▶ Task objective
Your task is to copy every line below that contains the word "PointerMove".

──────── The data

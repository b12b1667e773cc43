// This Source Code Form is subject to the terms of the Mozilla Public
// License, v. 2.0. If a copy of the MPL was not distributed with this
// file, You can obtain one at http://mozilla.org/MPL/2.0/.

//! Plan and locate the next seam
//!
//! A seam is one column index per row, adjacent rows differing by at most
//! one.  Planning fills the cost table: the minimal cumulative, mask-biased
//! energy to reach each pixel from the top row.  Locating re-derives the
//! cheapest path from that table, bottom to top, with a deliberately rigid
//! tie-break: leftmost at the bottom, and while backtracking the left
//! neighbor is offered before the right and either must be a *strict*
//! improvement to win.  Equal costs never move the seam.

use crate::grid::{Extent, Grid};
use crate::mask::Protection;
use log::debug;

/// Added to a Protected pixel's energy.  Several orders of magnitude above
/// anything the gradient can produce (its ceiling is around 8 for
/// normalized channels), so a protected pixel loses every comparison that
/// has an unprotected alternative.
pub const PROTECT_PENALTY: f32 = 1.0e8;

/// Subtracted from a Weak pixel's energy, making it win every comparison
/// against pixels of ordinary cost.
pub const WEAK_BONUS: f32 = 5.0e7;

/// Fill the cost table for the current window.  The top row is taken
/// as-is; every later row adds its biased energy to the cheapest of the
/// three reachable parents.
pub fn plan_costs(
    gradient: &Grid<f32>,
    mask: &Grid<Protection>,
    cost: &mut Grid<f32>,
    extent: Extent,
) {
    for col in 0..extent.width {
        cost[(0, col)] = gradient[(0, col)];
    }

    for row in 1..extent.height {
        for col in 0..extent.width {
            let mut parent = cost[(row - 1, col)];
            if col > 0 {
                parent = parent.min(cost[(row - 1, col - 1)]);
            }
            if col + 1 < extent.width {
                parent = parent.min(cost[(row - 1, col + 1)]);
            }
            let biased = match mask[(row, col)] {
                Protection::Protected => gradient[(row, col)] + PROTECT_PENALTY,
                Protection::Weak => gradient[(row, col)] - WEAK_BONUS,
                Protection::None => gradient[(row, col)],
            };
            cost[(row, col)] = biased + parent;
        }
    }
}

/// Walk the cost table back up into `seam`, one column per row.  Starts at
/// the leftmost bottom-row minimum; each row above defaults to the column
/// below it and only moves on a strictly lower neighbor, left first.
pub fn trace_seam(cost: &Grid<f32>, extent: Extent, seam: &mut Vec<usize>) {
    seam.clear();
    seam.resize(extent.height, 0);

    let bottom = extent.height - 1;
    let mut foot = 0;
    for col in 1..extent.width {
        if cost[(bottom, col)] < cost[(bottom, foot)] {
            foot = col;
        }
    }
    seam[bottom] = foot;
    debug!("seam foot at column {} (cost {})", foot, cost[(bottom, foot)]);

    for row in (0..bottom).rev() {
        let below = seam[row + 1];
        let mut col = below;
        if below > 0 && cost[(row, below - 1)] < cost[(row, col)] {
            col = below - 1;
        }
        if below + 1 < extent.width && cost[(row, below + 1)] < cost[(row, col)] {
            col = below + 1;
        }
        seam[row] = col;
    }
}
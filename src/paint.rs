// This Source Code Form is subject to the terms of the Mozilla Public
// License, v. 2.0. If a copy of the MPL was not distributed with this
// file, You can obtain one at http://mozilla.org/MPL/2.0/.

//! Offline mask painting
//!
//! The interactive front end that actually tracks a pointer is somebody
//! else's problem; what it produces is a stream of gestures, and folding
//! that stream into a finished mask is plain arithmetic.  This module is
//! that fold.  Left paints `Protected`, right paints `Weak`, erase mode
//! paints `None` over everything it touches, and the wheel resizes the
//! brush.  The session runs at the original image extent, where the stride
//! still equals the width.

use crate::grid::{Extent, Grid};
use crate::mask::Protection;

/// Brush radius a fresh session starts with.
const START_RADIUS: i32 = 10;
/// How much one wheel notch grows or shrinks the brush.
const RADIUS_STEP: i32 = 2;
/// The brush never shrinks below this.
const MIN_RADIUS: i32 = 2;

#[derive(Debug, Clone, Copy, PartialEq, Eq)]
pub enum Button {
    Left,
    Right,
}

/// One input event of a painting session, in image coordinates.
#[derive(Debug, Clone, Copy, PartialEq, Eq)]
pub enum Gesture {
    PointerDown { x: i32, y: i32, button: Button },
    PointerMove { x: i32, y: i32 },
    PointerUp,
    Scroll { delta: i32 },
    Erase(bool),
}

/// The running state of a painting session: the mask built so far, the
/// brush radius, the erase toggle, and which button is held.
pub struct PaintSession {
    extent: Extent,
    mask: Grid<Protection>,
    radius: i32,
    erase: bool,
    held: Option<Button>,
}

impl PaintSession {
    pub fn new(width: usize, height: usize) -> Self {
        PaintSession {
            extent: Extent::new(width, height),
            mask: Grid::new(width, height),
            radius: START_RADIUS,
            erase: false,
            held: None,
        }
    }

    /// Fold one gesture into the session.  While erase mode is on, any
    /// press or move wipes the disc under the pointer no matter which
    /// button is involved; otherwise a press stamps the button's tag and a
    /// move keeps stamping it for as long as the button is held.
    pub fn apply(&mut self, gesture: Gesture) {
        match gesture {
            Gesture::PointerDown { x, y, button } => {
                self.held = Some(button);
                if self.erase {
                    self.stamp(x, y, Protection::None);
                } else {
                    self.stamp(x, y, tag_of(button));
                }
            }
            Gesture::PointerMove { x, y } => {
                if self.erase {
                    self.stamp(x, y, Protection::None);
                } else if let Some(button) = self.held {
                    self.stamp(x, y, tag_of(button));
                }
            }
            Gesture::PointerUp => self.held = None,
            Gesture::Scroll { delta } => {
                if delta > 0 {
                    self.radius += RADIUS_STEP;
                } else if delta < 0 {
                    self.radius = if self.radius > MIN_RADIUS {
                        self.radius - RADIUS_STEP
                    } else {
                        MIN_RADIUS
                    };
                }
            }
            Gesture::Erase(on) => self.erase = on,
        }
    }

    pub fn radius(&self) -> i32 {
        self.radius
    }

    /// Hand over the finished mask.
    pub fn finish(self) -> Grid<Protection> {
        self.mask
    }

    fn stamp(&mut self, x: i32, y: i32, tag: Protection) {
        paint_disc(&mut self.mask, self.extent, x, y, self.radius, tag);
    }
}

fn tag_of(button: Button) -> Protection {
    match button {
        Button::Left => Protection::Protected,
        Button::Right => Protection::Weak,
    }
}

/// Stamp a filled disc onto the mask, clipped to the extent.
pub fn paint_disc(
    mask: &mut Grid<Protection>,
    extent: Extent,
    center_x: i32,
    center_y: i32,
    radius: i32,
    tag: Protection,
) {
    for dy in -radius..=radius {
        for dx in -radius..=radius {
            if dx * dx + dy * dy <= radius * radius {
                let (row, col) = (center_y + dy, center_x + dx);
                if extent.contains(row as isize, col as isize) {
                    mask[(row as usize, col as usize)] = tag;
                }
            }
        }
    }
}

/// Fold a complete gesture stream into a finished mask.
pub fn paint_mask<I>(width: usize, height: usize, gestures: I) -> Grid<Protection>
where
    I: IntoIterator<Item = Gesture>,
{
    let mut session = PaintSession::new(width, height);
    for gesture in gestures {
        session.apply(gesture);
    }
    session.finish()
}
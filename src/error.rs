use failure::Fail;

/// Everything that can go wrong between a path on the command line and a
/// carved image on disk.  All of these are fatal at the process boundary;
/// the engine itself has no error paths once its inputs are validated.
#[derive(Debug, Fail)]
pub enum CarveError {
    /// A bad seam count, an empty input, or a mask that does not line up
    /// with the image.
    #[fail(display = "{}", _0)]
    Config(String),

    /// The input (or mask) image could not be read or decoded.
    #[fail(display = "cannot load image {} ({})", path, reason)]
    Decode { path: String, reason: String },

    /// The working-buffer size computation overflowed.
    #[fail(display = "cannot allocate working buffers for a {}x{} image", width, height)]
    Allocation { width: usize, height: usize },

    /// The output image could not be written.
    #[fail(display = "cannot write output image {} ({})", path, reason)]
    Encode { path: String, reason: String },
}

────────────────

▶ Written solution
    PointerMove { x: i32, y: i32 },
            Gesture::PointerMove { x, y } => {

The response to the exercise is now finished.